In order to sustain human life for extended periods of time in deep space one cannot solely rely on support from Earth. It’ll be essential to become self-sustaining through a combination of in situ resource utilization, waste recycling, and space farming. The latter can provide astronauts and colonists with locally grown food and biogenic oxygen, and will be an indispensable component of any future outpost in deep space. The type of agriculture that will develop itself in outer space will be extremely technologically mediated because of limited resources and the hostile conditions in which crops have to be cultivated. From a biopolitics perspective, this will cause a significant shift in power relations. Because of the extreme dependence on technology, the lack of open reservoirs (e.g., no atmosphere), and an atomized commodification of life-supporting resources (every molecule is valuable), space colonists will live in a world in which they are potentially vulnerable to inequalities, power concentrations, and even coercion. Historically, colonization and agriculture have always worked with each other. But in the unparalleled conditions of space, this dialectic relationship is bound to take on new contours, with its own unique set of ideologies and ensuing ethical conflicts.
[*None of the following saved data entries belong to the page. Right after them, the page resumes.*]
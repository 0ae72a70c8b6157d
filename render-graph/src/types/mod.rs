//! Texture formats, usage flags and extents shared by the resource model,
//! the compiler and the backends.

mod extent;
mod texture;

pub use extent::{Extent2d, TextureSize};
pub use texture::{TextureDescriptor, TextureFormat, TextureUsage};
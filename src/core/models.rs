use chrono::{DateTime, Utc};
use serde::{Deserialize, Serialize};

/// Placeholder returned when no fallback step yields an acceptable summary.
pub const PLACEHOLDER_SUMMARY: &str = "No detailed summary available for this article.";

/// A configured feed: display name plus feed URL.
#[derive(Debug, Clone, PartialEq, Eq, Serialize, Deserialize)]
pub struct FeedSource {
    pub name: String,
    pub url: String,
}

impl FeedSource {
    pub fn new(name: &str, url: &str) -> Self {
        Self {
            name: name.to_string(),
            url: url.to_string(),
        }
    }
}

/// One aggregated feed item, as produced by a feed fetcher.
#[derive(Debug, Clone, Default, PartialEq, Serialize, Deserialize)]
pub struct FeedEntry {
    pub title: String,
    pub link: String,
    pub published_at: Option<DateTime<Utc>>,
    /// Raw text/HTML blocks carried inside the entry itself (e.g. `content:encoded`).
    pub embedded_content: Vec<String>,
    /// Entry description or summary, usually HTML.
    pub description: Option<String>,
}

/// Which step of the fallback chain produced a summary.
#[derive(Debug, Clone, Copy, PartialEq, Eq, Serialize, Deserialize)]
#[serde(rename_all = "snake_case")]
pub enum SummarySource {
    EmbeddedContent,
    Description,
    LiveFetch,
    Placeholder,
}

/// An entry together with its source name and resolved summary.
#[derive(Debug, Clone, Serialize)]
pub struct ResolvedEntry {
    pub source_name: String,
    pub entry: FeedEntry,
    pub summary: String,
    pub summary_source: SummarySource,
}

/// One page of the "recent items" view.
#[derive(Debug, Clone, Serialize)]
pub struct RecentPage {
    pub entries: Vec<ResolvedEntry>,
    pub page: usize,
    pub per_page: usize,
    pub total_pages: usize,
    pub total_entries: usize,
}
pub mod filters;
pub mod html;
pub mod links;
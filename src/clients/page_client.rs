use async_trait::async_trait;
use reqwest::Client;
use std::time::Duration;
use tracing::debug;

use super::{FetchedPage, PageFetcher};
use crate::core::config::AppConfig;
use crate::errors::BriefError;

/// `reqwest` page fetcher with a fixed timeout and user-agent.
#[derive(Debug, Clone)]
pub struct HttpPageFetcher {
    client: Client,
}

impl HttpPageFetcher {
    pub fn new(timeout: Duration, user_agent: &str) -> Result<Self, BriefError> {
        let client = Client::builder()
            .timeout(timeout)
            .user_agent(user_agent)
            .build()?;
        Ok(Self { client })
    }

    pub fn from_config(config: &AppConfig) -> Result<Self, BriefError> {
        Self::new(config.fetch_timeout, &config.user_agent)
    }
}

#[async_trait]
impl PageFetcher for HttpPageFetcher {
    async fn get(&self, url: &str) -> Result<FetchedPage, BriefError> {
        let response = self.client.get(url).send().await?;
        let status = response.status().as_u16();
        if status != 200 {
            debug!(url = %url, status, "Skipping body of non-200 page");
            return Ok(FetchedPage {
                status,
                body: String::new(),
            });
        }

        let body = response.text().await?;

        debug!(url = %url, status, bytes = body.len(), "Fetched page");
        Ok(FetchedPage { status, body })
    }
}
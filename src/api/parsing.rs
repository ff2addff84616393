use serde_json::Value;

/// Request path from an API Gateway event (`rawPath` for HTTP APIs, `path` for REST).
pub fn request_path(payload: &Value) -> &str {
    payload
        .get("rawPath")
        .and_then(|v| v.as_str())
        .or_else(|| payload.get("path").and_then(|v| v.as_str()))
        .unwrap_or("/")
}

/// HTTP method of the request, upper-cased. Defaults to `GET` when absent.
pub fn request_method(payload: &Value) -> String {
    payload
        .pointer("/requestContext/http/method")
        .or_else(|| payload.get("httpMethod"))
        .and_then(|v| v.as_str())
        .unwrap_or("GET")
        .to_ascii_uppercase()
}

/// Look up a query parameter, preferring the decoded `queryStringParameters`
/// map and falling back to `rawQueryString`.
pub fn query_param(payload: &Value, name: &str) -> Option<String> {
    if let Some(value) = payload
        .get("queryStringParameters")
        .and_then(|params| params.get(name))
        .and_then(|v| v.as_str())
    {
        return Some(value.to_string());
    }

    let raw = payload.get("rawQueryString").and_then(|q| q.as_str())?;
    raw.split('&').find_map(|pair| {
        let (key, value) = pair.split_once('=').unwrap_or((pair, ""));
        (decode_component(key) == name).then(|| decode_component(value))
    })
}

fn decode_component(raw: &str) -> String {
    let spaced = raw.replace('+', " ");
    urlencoding::decode(&spaced)
        .map(|s| s.into_owned())
        .unwrap_or(spaced)
}

/// Page number from a raw query value: unparsable means 1, below 1 is clamped to 1.
#[must_use]
pub fn parse_page(raw: Option<&str>) -> usize {
    raw.and_then(|s| s.trim().parse::<i64>().ok())
        .map_or(1, |page| usize::try_from(page.max(1)).unwrap_or(1))
}
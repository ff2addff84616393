//! Configuration and domain models shared across the crate

pub mod config;
pub mod models;
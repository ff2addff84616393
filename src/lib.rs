//! newsbrief - an RSS aggregator that attaches a short extractive summary to
//! every item.
//!
//! For each feed entry a summary is resolved through a fallback chain:
//! 1. Content embedded in the feed entry
//! 2. The entry description, markup removed
//! 3. The linked article page, fetched live and reduced to its paragraphs
//!
//! and finally a fixed placeholder when nothing usable is found.
//!
//! # Architecture
//!
//! The system uses:
//! - AWS Lambda for serverless execution of the JSON API
//! - feed-rs for RSS/Atom/JSON Feed parsing
//! - scraper for HTML text extraction
//! - LexRank over stemmed, stop-word-filtered terms for summarization
//! - governor and Tokio semaphores for per-host politeness
//!
//! # Example
//!
//! ```no_run
//! use newsbrief::core::config::AppConfig;
//! use newsbrief::features::build_aggregator;
//!
//! #[tokio::main]
//! async fn main() -> Result<(), Box<dyn std::error::Error>> {
//!     newsbrief::setup_logging();
//!
//!     let config = AppConfig::from_env()?;
//!     let aggregator = build_aggregator(&config)?;
//!
//!     let page = aggregator.list_recent(1, config.per_page).await;
//!     for item in page.entries {
//!         println!("[{}] {}: {}", item.source_name, item.entry.title, item.summary);
//!     }
//!
//!     Ok(())
//! }
//! ```

// Module declarations
pub mod api;
pub mod clients;
pub mod core;
pub mod errors;
pub mod features;
pub mod summarizer;
pub mod utils;

pub use errors::BriefError;

/// Configure structured logging with JSON format for AWS Lambda environments.
///
/// Output is filtered by `RUST_LOG` (default `info`). Calling this more than
/// once is harmless; later calls leave the first subscriber in place.
///
/// # Example
///
/// ```
/// newsbrief::setup_logging();
/// ```
pub fn setup_logging() {
    use tracing_subscriber::EnvFilter;
    use tracing_subscriber::prelude::*;

    let filter = EnvFilter::try_from_default_env().unwrap_or_else(|_| EnvFilter::new("info"));
    let fmt_layer = tracing_subscriber::fmt::layer().json().with_target(true);

    let _ = tracing_subscriber::registry()
        .with(filter)
        .with(fmt_layer)
        .try_init();
}
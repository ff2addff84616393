//! Aggregation across feeds: collection, recency ordering, paging and search.

use chrono::{DateTime, Utc};
use futures::future::join_all;
use futures::stream::{self, StreamExt};
use std::cmp::Ordering;
use std::ops::Range;
use std::sync::Arc;
use tracing::info;

use super::resolve::SummaryResolver;
use crate::clients::FeedFetcher;
use crate::core::config::{AppConfig, DEFAULT_MAX_CONCURRENCY};
use crate::core::models::{FeedEntry, FeedSource, RecentPage, ResolvedEntry};
use crate::utils::filters::title_matches;

#[derive(Debug, Clone, Copy)]
pub struct AggregatorOptions {
    /// Entries resolved concurrently.
    pub max_concurrency: usize,
}

impl Default for AggregatorOptions {
    fn default() -> Self {
        Self {
            max_concurrency: DEFAULT_MAX_CONCURRENCY,
        }
    }
}

impl From<&AppConfig> for AggregatorOptions {
    fn from(config: &AppConfig) -> Self {
        Self {
            max_concurrency: config.max_concurrency,
        }
    }
}

pub struct Aggregator {
    feeds: Vec<FeedSource>,
    feed_fetcher: Arc<dyn FeedFetcher>,
    resolver: Arc<SummaryResolver>,
    options: AggregatorOptions,
}

impl Aggregator {
    pub fn new(
        feeds: Vec<FeedSource>,
        feed_fetcher: Arc<dyn FeedFetcher>,
        resolver: Arc<SummaryResolver>,
        options: AggregatorOptions,
    ) -> Self {
        Self {
            feeds,
            feed_fetcher,
            resolver,
            options,
        }
    }

    /// Every entry of every feed, resolved, in feed order then entry order.
    pub async fn collect(&self) -> Vec<ResolvedEntry> {
        let entries = self.gather().await;
        self.resolve_all(entries).await
    }

    /// Page `page` (1-indexed) of all entries, newest first.
    ///
    /// Entries without a publication date sort after dated ones. Only the
    /// entries on the requested page are resolved.
    pub async fn list_recent(&self, page: usize, per_page: usize) -> RecentPage {
        let mut entries = self.gather().await;
        sort_by_recency(&mut entries, |(_, entry)| entry.published_at.as_ref());

        let window = PageWindow::new(entries.len(), page, per_page);
        let on_page: Vec<_> = entries.drain(window.range.clone()).collect();
        let resolved = self.resolve_all(on_page).await;

        info!(
            page = window.page,
            total_pages = window.total_pages,
            total_entries = window.total_entries,
            "Listed recent entries"
        );

        RecentPage {
            entries: resolved,
            page: window.page,
            per_page: window.per_page,
            total_pages: window.total_pages,
            total_entries: window.total_entries,
        }
    }

    /// Entries whose title contains `query` (ignoring case), in collection order.
    pub async fn search(&self, query: &str) -> Vec<ResolvedEntry> {
        let matching: Vec<_> = self
            .gather()
            .await
            .into_iter()
            .filter(|(_, entry)| title_matches(&entry.title, query))
            .collect();

        info!(query = %query, matches = matching.len(), "Searched entry titles");
        self.resolve_all(matching).await
    }

    /// Fetch all feeds concurrently, keeping configured feed order.
    async fn gather(&self) -> Vec<(String, FeedEntry)> {
        let fetches = self.feeds.iter().map(|feed| async move {
            let entries = self.feed_fetcher.fetch(&feed.url).await;
            info!(source = %feed.name, entries = entries.len(), "Collected feed");
            (feed.name.clone(), entries)
        });

        join_all(fetches)
            .await
            .into_iter()
            .flat_map(|(name, entries)| entries.into_iter().map(move |e| (name.clone(), e)))
            .collect()
    }

    /// Resolve each entry once with bounded concurrency; output keeps input order.
    async fn resolve_all(&self, entries: Vec<(String, FeedEntry)>) -> Vec<ResolvedEntry> {
        let limit = self.options.max_concurrency.max(1);

        let mut resolved: Vec<(usize, ResolvedEntry)> = stream::iter(entries.into_iter().enumerate())
            .map(|(index, (source_name, entry))| {
                let resolver = Arc::clone(&self.resolver);
                async move {
                    let resolution = resolver.resolve(&entry).await;
                    (
                        index,
                        ResolvedEntry {
                            source_name,
                            entry,
                            summary: resolution.summary,
                            summary_source: resolution.source,
                        },
                    )
                }
            })
            .buffer_unordered(limit)
            .collect()
            .await;

        resolved.sort_by_key(|(index, _)| *index);
        resolved.into_iter().map(|(_, entry)| entry).collect()
    }
}

/// Stable sort, newest first; undated items go last.
pub fn sort_by_recency<T, F>(items: &mut [T], published_at: F)
where
    F: Fn(&T) -> Option<&DateTime<Utc>>,
{
    items.sort_by(|a, b| match (published_at(a), published_at(b)) {
        (Some(a), Some(b)) => b.cmp(a),
        (Some(_), None) => Ordering::Less,
        (None, Some(_)) => Ordering::Greater,
        (None, None) => Ordering::Equal,
    });
}

/// Which slice of a sorted list a page covers.
#[derive(Debug, Clone, PartialEq, Eq)]
pub struct PageWindow {
    pub page: usize,
    pub per_page: usize,
    pub total_pages: usize,
    pub total_entries: usize,
    pub range: Range<usize>,
}

impl PageWindow {
    /// `page` and `per_page` below 1 are treated as 1. A page past the end
    /// has an empty range.
    ///
    /// `total_pages` is `total / per_page + 1`, so an exact multiple reports
    /// one trailing empty page.
    pub fn new(total_entries: usize, page: usize, per_page: usize) -> Self {
        let page = page.max(1);
        let per_page = per_page.max(1);

        let start = (page - 1).saturating_mul(per_page).min(total_entries);
        let end = start.saturating_add(per_page).min(total_entries);

        Self {
            page,
            per_page,
            total_pages: total_entries / per_page + 1,
            total_entries,
            range: start..end,
        }
    }
}
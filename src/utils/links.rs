use url::Url;

/// Lower-cased host of an absolute HTTP(S) URL.
///
/// Returns `None` for relative, malformed or non-HTTP links.
#[must_use]
pub fn host_of(link: &str) -> Option<String> {
    let url = Url::parse(link.trim()).ok()?;
    if !matches!(url.scheme(), "http" | "https") {
        return None;
    }
    url.host_str().map(str::to_ascii_lowercase)
}

/// Whether `link` looks fetchable at all.
#[must_use]
pub fn is_fetchable(link: &str) -> bool {
    host_of(link).is_some()
}
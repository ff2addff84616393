//! Stop-word filtering backed by the `stop-words` crate.

use rustc_hash::FxHashSet;
use stop_words::get;

use super::language::Language;

/// Lower-cased stop words for one language.
#[derive(Debug, Clone)]
pub struct StopwordFilter {
    stopwords: FxHashSet<String>,
}

impl StopwordFilter {
    pub fn new(language: Language) -> Self {
        let stopwords = get(language.stopword_list())
            .iter()
            .map(|s| s.to_lowercase())
            .collect();
        Self { stopwords }
    }

    /// `word` is expected to be lower-cased already.
    pub fn is_stopword(&self, word: &str) -> bool {
        self.stopwords.contains(word)
    }
}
The Space Farming Project is a community art project that specifically explores these issues. Together with a diverse community of volunteering technologists, agricultural researchers, teachers, and students, different space biology prototypes have been developed: a microgravity simulator, a centrifuge for plant cultivation in space, and bioreactors for growing plant callus and microalgae. These prototypes represent an open source response to the question how we can create more direct ownership over the biopolitics that are inevitably being developed in outer space. They open up the possibility of reconceptualizing space colonization and reimagining life-supporting ecologies. The different prototypes form the core elements of a larger art installation that includes visual and discursive references to the history and future of colonization, and especially its entwinement with agriculture.
It was initiated by the international SEAD collective, developed in collaboration with Gluon, Howest and PTI Kortrijk, and supported by the Flemish Ministry of Culture.